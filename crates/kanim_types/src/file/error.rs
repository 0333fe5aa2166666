//! Error types for container and project decoding.

use std::fmt;

use thiserror::Error;

/// Identifies which input a failure originated from.
#[derive(Debug, Clone, Copy, PartialEq, Eq, Hash)]
pub enum FileType {
	/// Binary build stream (`BILD`)
	Build,
	/// Binary anim stream (`ANIM`)
	Anim,
	/// SCML project document
	Project,
	/// Texture atlas image
	Atlas,
}

impl fmt::Display for FileType {
	fn fmt(&self, f: &mut fmt::Formatter<'_>) -> fmt::Result {
		match self {
			FileType::Build => write!(f, "build"),
			FileType::Anim => write!(f, "anim"),
			FileType::Project => write!(f, "project"),
			FileType::Atlas => write!(f, "atlas"),
		}
	}
}

/// Kind of cross-table reference that failed to resolve.
#[derive(Debug, Clone, Copy, PartialEq, Eq, Hash)]
pub enum ReferenceKind {
	/// `Symbol.hash` missing from the build hash table
	SymbolHash,
	/// `Element.image` missing from the anim hash table
	ImageHash,
	/// `Element.layer` missing from the anim hash table
	LayerHash,
	/// `object_ref` names a timeline id that does not exist
	Timeline,
	/// `object_ref` names a key id absent from its timeline
	TimelineKey,
	/// timeline `<object>` has no `file` attribute
	ObjectFile,
	/// `file` id not listed in the project folder
	FileId,
	/// packed sprite has no matching `<file>` entry to take its pivot from
	SpritePivot,
}

impl fmt::Display for ReferenceKind {
	fn fmt(&self, f: &mut fmt::Formatter<'_>) -> fmt::Result {
		let name = match self {
			ReferenceKind::SymbolHash => "symbol hash",
			ReferenceKind::ImageHash => "image hash",
			ReferenceKind::LayerHash => "layer hash",
			ReferenceKind::Timeline => "timeline",
			ReferenceKind::TimelineKey => "timeline key",
			ReferenceKind::ObjectFile => "object file",
			ReferenceKind::FileId => "file id",
			ReferenceKind::SpritePivot => "sprite pivot",
		};
		f.write_str(name)
	}
}

/// Structural problems found in an SCML project document.
#[derive(Debug, Error)]
pub enum ProjectFormatError {
	/// A child element has an unexpected tag
	#[error("all children of <{parent}> must be <{expected}>, found <{found}>")]
	UnexpectedElement {
		/// Parent element tag
		parent: String,
		/// Tag that was expected
		expected: String,
		/// Tag that was found
		found: String,
	},

	/// A required child element is absent
	#[error("can't find <{child}> child of <{parent}>")]
	MissingElement {
		/// Parent element tag (or `document` for the root)
		parent: String,
		/// Missing child tag
		child: String,
	},

	/// A required attribute is absent
	#[error("<{element}> is missing required attribute \"{attribute}\"")]
	MissingAttribute {
		/// Element tag
		element: String,
		/// Attribute name
		attribute: String,
	},

	/// An attribute value could not be parsed
	#[error("<{element}> attribute \"{attribute}\" has invalid value \"{value}\"")]
	InvalidAttribute {
		/// Element tag
		element: String,
		/// Attribute name
		attribute: String,
		/// Raw attribute value
		value: String,
	},

	/// One or more banks have non-uniform keyframe intervals
	#[error("the intervals in the animations {} were inconsistent", quote_list(.banks))]
	InconsistentIntervals {
		/// Offending bank names, deduplicated, in first-seen order
		banks: Vec<String>,
	},

	/// Malformed XML
	#[error(transparent)]
	Xml(#[from] quick_xml::Error),
}

fn quote_list(names: &[String]) -> String {
	names.iter().map(|n| format!("\"{n}\"")).collect::<Vec<_>>().join(", ")
}

/// Unified error type for all decoders in this crate.
#[derive(Debug, Error)]
pub enum KanimError {
	/// Stream magic did not match the expected container kind
	#[error("{file_type} header mismatch: expected \"{expected}\" but got \"{actual}\"")]
	HeaderMismatch {
		/// Stream being decoded
		file_type: FileType,
		/// Expected magic
		expected: String,
		/// Magic actually read
		actual: String,
	},

	/// SCML structural violation
	#[error("SCML format error: {0}")]
	ProjectFormat(#[from] ProjectFormatError),

	/// A hash or id did not resolve in its table
	#[error("missing {kind} reference: {id}")]
	MissingReference {
		/// What kind of reference failed
		kind: ReferenceKind,
		/// The unresolved value
		id: String,
	},

	/// Feature present in the input that the model does not carry
	#[error("unsupported feature {feature} in {context}; it will be dropped")]
	UnsupportedFeature {
		/// Feature name
		feature: &'static str,
		/// Where it was found
		context: String,
	},

	/// Declared aggregate count disagrees with the decoded records
	#[error("{file_type} {field} mismatch: header declares {declared}, decoded {actual}")]
	CountMismatch {
		/// Stream being decoded
		file_type: FileType,
		/// Aggregate name
		field: &'static str,
		/// Value declared in the stream
		declared: i32,
		/// Value derived from the records
		actual: usize,
	},

	/// Negative count or length field
	#[error("{file_type} {field} has invalid value {value}")]
	InvalidLength {
		/// Stream being decoded
		file_type: FileType,
		/// Field name
		field: &'static str,
		/// Raw value
		value: i64,
	},

	/// Variable-length integer ran past 32 bits
	#[error("variable-length integer at offset {offset} exceeds 32 bits")]
	VarintOverflow {
		/// Stream offset of the first byte
		offset: u64,
	},

	/// String payload was not valid UTF-8
	#[error("invalid UTF-8 string at offset {offset}")]
	InvalidString {
		/// Stream offset of the payload
		offset: u64,
		/// Underlying conversion error
		#[source]
		source: std::string::FromUtf8Error,
	},

	/// Sprite rectangle falls outside the atlas
	#[error(
		"sprite {name} at ({x}, {y}) size {width}x{height} lies outside the {atlas_width}x{atlas_height} atlas"
	)]
	CropOutOfBounds {
		/// Sprite name
		name: String,
		/// Left pixel
		x: i64,
		/// Top pixel
		y: i64,
		/// Width in pixels
		width: u32,
		/// Height in pixels
		height: u32,
		/// Atlas width
		atlas_width: u32,
		/// Atlas height
		atlas_height: u32,
	},

	/// IO error
	#[error(transparent)]
	Io(#[from] std::io::Error),

	/// Image decode/encode error
	#[error(transparent)]
	Image(#[from] image::ImageError),
}

impl KanimError {
	/// Shorthand for a [`KanimError::MissingReference`].
	pub fn missing(kind: ReferenceKind, id: impl fmt::Display) -> Self {
		KanimError::MissingReference {
			kind,
			id: id.to_string(),
		}
	}

	/// Shorthand for a [`KanimError::HeaderMismatch`].
	pub fn header_mismatch(file_type: FileType, expected: &str, actual: &[u8]) -> Self {
		KanimError::HeaderMismatch {
			file_type,
			expected: expected.to_string(),
			actual: String::from_utf8_lossy(actual).into_owned(),
		}
	}
}

impl From<quick_xml::Error> for KanimError {
	fn from(value: quick_xml::Error) -> Self {
		KanimError::ProjectFormat(ProjectFormatError::Xml(value))
	}
}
= = =
**DESCRIPTION OF THE TASK**
Every line in the listing that holds "source" belongs in the answer.

**ANSWER TO THE PROBLEM**
		#[source]
		source: std::string::FromUtf8Error,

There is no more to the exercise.